What to do –
Locate every line in the records below that holds the word "Result" and return each one.

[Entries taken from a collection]

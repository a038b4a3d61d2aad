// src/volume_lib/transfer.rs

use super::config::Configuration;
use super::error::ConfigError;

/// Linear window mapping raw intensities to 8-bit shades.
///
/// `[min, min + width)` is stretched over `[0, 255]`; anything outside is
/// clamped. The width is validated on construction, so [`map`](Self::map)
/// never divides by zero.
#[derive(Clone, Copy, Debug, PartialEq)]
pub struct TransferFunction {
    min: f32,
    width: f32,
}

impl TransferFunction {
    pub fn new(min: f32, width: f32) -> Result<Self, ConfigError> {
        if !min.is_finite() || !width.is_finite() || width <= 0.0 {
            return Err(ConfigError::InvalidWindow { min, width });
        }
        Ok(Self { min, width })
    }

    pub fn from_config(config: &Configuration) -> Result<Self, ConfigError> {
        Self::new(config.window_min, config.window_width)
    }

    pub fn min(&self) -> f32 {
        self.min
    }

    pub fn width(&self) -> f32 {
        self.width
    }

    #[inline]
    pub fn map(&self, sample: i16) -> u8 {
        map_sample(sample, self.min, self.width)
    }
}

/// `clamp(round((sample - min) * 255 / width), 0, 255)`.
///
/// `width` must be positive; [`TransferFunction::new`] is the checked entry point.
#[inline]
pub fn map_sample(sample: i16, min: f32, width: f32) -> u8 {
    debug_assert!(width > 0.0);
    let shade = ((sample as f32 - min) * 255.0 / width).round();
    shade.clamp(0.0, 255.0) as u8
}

==

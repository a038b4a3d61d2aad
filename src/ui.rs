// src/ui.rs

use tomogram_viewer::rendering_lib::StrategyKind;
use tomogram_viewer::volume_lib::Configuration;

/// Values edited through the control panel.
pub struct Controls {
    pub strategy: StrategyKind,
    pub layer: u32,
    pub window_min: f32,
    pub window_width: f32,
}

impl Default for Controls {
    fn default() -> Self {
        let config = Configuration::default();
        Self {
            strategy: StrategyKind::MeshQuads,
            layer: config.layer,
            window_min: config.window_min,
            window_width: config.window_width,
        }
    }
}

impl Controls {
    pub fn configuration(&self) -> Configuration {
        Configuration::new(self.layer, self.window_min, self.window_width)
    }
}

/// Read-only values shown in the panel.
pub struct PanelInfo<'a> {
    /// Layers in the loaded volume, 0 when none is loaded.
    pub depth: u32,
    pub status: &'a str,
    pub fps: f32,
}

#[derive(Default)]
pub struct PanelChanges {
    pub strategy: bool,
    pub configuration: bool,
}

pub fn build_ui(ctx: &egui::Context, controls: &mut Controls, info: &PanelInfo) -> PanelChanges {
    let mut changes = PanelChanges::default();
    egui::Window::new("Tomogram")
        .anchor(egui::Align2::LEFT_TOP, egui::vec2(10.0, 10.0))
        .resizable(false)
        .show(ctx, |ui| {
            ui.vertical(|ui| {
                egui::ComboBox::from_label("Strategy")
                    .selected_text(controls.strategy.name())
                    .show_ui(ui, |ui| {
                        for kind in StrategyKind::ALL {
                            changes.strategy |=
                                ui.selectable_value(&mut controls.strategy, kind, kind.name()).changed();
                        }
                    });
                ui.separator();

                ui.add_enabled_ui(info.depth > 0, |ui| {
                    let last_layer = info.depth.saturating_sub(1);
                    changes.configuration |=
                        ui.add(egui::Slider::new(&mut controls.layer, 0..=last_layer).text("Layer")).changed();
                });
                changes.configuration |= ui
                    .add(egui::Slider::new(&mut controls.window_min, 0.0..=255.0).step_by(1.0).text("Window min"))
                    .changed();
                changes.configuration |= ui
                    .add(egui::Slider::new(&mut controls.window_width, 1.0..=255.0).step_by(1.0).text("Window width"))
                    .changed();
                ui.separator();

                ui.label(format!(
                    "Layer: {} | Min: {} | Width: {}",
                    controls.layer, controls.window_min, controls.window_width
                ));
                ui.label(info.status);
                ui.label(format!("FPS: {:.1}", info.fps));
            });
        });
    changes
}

Answer box –
    pub fn new(min: f32, width: f32) -> Result<Self, ConfigError> {
    pub fn from_config(config: &Configuration) -> Result<Self, ConfigError> {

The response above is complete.